**Stored dataset items:**
----
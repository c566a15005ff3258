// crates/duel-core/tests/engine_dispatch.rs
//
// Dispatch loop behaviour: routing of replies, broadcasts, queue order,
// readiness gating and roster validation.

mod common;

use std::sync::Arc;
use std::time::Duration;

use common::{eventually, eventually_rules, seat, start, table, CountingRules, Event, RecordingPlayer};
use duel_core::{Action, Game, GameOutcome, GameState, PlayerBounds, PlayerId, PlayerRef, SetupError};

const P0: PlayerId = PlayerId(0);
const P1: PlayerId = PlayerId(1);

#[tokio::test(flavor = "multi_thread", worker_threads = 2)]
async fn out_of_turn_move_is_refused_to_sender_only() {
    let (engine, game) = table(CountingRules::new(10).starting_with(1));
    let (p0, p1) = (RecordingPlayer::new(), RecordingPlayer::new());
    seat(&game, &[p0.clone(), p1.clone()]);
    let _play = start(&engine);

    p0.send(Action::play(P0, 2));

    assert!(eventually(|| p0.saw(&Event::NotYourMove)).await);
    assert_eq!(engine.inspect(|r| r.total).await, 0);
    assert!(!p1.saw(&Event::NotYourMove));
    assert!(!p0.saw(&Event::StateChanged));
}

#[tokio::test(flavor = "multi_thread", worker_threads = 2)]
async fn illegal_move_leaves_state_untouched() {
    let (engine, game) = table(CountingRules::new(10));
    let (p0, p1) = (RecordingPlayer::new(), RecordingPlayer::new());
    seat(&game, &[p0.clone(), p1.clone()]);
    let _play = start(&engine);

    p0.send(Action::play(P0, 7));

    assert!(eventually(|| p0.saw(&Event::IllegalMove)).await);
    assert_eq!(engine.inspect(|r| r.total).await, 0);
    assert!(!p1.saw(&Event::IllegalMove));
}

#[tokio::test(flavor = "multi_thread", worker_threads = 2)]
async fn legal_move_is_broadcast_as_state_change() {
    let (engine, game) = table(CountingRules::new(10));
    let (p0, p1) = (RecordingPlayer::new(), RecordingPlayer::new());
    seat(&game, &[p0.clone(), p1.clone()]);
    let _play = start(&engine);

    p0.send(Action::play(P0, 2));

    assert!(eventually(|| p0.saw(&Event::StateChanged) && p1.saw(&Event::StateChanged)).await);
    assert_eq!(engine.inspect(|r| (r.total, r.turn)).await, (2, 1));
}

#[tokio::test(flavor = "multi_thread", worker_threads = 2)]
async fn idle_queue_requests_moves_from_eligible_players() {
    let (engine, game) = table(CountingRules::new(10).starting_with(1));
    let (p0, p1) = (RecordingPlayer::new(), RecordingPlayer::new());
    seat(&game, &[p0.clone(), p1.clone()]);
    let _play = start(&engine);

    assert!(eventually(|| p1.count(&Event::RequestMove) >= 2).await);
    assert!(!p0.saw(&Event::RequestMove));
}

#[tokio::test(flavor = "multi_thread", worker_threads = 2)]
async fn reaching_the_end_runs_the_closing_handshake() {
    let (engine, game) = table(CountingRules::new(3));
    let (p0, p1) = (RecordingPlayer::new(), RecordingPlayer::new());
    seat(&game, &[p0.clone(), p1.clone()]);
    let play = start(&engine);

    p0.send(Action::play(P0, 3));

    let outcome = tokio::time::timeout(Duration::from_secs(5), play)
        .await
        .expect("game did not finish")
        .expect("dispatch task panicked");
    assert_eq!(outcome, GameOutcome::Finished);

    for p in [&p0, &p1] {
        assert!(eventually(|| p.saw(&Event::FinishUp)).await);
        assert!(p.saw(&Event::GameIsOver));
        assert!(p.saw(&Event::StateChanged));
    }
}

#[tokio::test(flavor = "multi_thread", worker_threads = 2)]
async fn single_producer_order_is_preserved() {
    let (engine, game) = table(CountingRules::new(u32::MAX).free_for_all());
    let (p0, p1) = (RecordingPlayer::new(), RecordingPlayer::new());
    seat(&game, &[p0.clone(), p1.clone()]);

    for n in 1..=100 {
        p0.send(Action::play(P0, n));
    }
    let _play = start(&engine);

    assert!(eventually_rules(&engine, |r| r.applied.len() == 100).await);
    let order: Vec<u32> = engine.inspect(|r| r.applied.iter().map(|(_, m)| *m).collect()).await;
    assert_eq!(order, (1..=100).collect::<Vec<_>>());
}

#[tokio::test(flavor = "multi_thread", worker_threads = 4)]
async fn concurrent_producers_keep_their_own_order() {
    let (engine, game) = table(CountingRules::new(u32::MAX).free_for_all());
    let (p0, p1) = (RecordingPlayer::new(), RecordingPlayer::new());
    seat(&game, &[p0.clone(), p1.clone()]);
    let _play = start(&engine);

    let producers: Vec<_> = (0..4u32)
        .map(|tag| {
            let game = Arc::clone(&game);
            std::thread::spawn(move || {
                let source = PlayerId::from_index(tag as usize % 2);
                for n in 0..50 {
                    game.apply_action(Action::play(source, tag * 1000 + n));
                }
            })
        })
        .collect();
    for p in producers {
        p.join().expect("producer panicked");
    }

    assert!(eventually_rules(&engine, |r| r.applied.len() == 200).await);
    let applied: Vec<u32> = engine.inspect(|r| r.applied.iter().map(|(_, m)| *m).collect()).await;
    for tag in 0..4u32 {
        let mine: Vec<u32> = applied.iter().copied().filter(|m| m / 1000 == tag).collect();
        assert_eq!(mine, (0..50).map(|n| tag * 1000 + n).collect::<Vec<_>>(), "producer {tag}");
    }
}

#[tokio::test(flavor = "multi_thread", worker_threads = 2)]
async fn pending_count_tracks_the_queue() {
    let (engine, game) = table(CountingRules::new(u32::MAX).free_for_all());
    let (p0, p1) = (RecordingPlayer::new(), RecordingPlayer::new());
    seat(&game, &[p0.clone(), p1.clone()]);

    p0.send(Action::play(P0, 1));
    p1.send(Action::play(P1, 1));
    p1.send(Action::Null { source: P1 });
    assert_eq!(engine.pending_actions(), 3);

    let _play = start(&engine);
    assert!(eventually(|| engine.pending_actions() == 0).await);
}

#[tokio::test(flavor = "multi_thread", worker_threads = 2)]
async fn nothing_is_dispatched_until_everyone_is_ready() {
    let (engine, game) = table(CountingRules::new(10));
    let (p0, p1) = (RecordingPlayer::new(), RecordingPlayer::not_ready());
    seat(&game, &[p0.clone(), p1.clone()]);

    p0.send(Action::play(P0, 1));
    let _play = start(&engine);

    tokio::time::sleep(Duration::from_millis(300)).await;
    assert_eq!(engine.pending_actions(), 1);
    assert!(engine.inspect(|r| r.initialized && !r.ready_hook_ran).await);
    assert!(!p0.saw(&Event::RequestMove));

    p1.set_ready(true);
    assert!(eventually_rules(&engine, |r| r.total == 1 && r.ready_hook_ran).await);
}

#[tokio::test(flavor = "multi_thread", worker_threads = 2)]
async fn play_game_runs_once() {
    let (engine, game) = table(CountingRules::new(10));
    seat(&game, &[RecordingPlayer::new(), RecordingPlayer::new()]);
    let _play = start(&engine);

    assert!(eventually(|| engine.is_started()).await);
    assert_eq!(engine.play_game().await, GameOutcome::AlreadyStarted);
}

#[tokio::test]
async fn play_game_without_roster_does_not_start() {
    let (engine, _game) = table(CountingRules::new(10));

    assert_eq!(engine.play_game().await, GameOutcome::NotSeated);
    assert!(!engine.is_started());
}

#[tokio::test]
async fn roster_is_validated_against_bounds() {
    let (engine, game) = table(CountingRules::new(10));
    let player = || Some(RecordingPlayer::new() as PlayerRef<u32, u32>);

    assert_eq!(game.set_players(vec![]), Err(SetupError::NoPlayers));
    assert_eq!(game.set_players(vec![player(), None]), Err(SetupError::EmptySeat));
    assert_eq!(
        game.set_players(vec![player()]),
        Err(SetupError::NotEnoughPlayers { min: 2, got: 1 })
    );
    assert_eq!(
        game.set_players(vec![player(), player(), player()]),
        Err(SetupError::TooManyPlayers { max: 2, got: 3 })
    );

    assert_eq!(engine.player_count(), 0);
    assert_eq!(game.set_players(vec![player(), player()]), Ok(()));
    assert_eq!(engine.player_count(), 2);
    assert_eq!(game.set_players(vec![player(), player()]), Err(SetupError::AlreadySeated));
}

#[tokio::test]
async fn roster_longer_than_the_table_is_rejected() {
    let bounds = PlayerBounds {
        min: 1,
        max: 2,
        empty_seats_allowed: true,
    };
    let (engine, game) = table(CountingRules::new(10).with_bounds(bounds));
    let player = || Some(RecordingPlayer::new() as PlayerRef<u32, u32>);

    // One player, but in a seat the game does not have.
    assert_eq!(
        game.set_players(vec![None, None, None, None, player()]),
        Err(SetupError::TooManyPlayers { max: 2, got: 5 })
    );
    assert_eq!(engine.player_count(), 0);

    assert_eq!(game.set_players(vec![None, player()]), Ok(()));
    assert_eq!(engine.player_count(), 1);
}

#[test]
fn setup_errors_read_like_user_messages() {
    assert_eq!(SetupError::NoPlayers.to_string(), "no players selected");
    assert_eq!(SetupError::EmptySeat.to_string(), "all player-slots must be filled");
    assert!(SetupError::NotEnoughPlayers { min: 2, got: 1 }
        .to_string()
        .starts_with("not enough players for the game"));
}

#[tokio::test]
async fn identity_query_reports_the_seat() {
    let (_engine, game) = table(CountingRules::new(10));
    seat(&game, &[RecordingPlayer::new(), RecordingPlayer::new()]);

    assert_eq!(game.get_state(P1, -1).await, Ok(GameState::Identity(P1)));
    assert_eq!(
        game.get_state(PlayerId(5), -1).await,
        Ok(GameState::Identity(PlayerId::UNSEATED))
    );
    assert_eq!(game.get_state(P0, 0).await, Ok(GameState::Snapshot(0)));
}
----
**What the exercise asks:** Your answer must be a single number: how many lines of the records contain the word "iter".

**Solution:** 3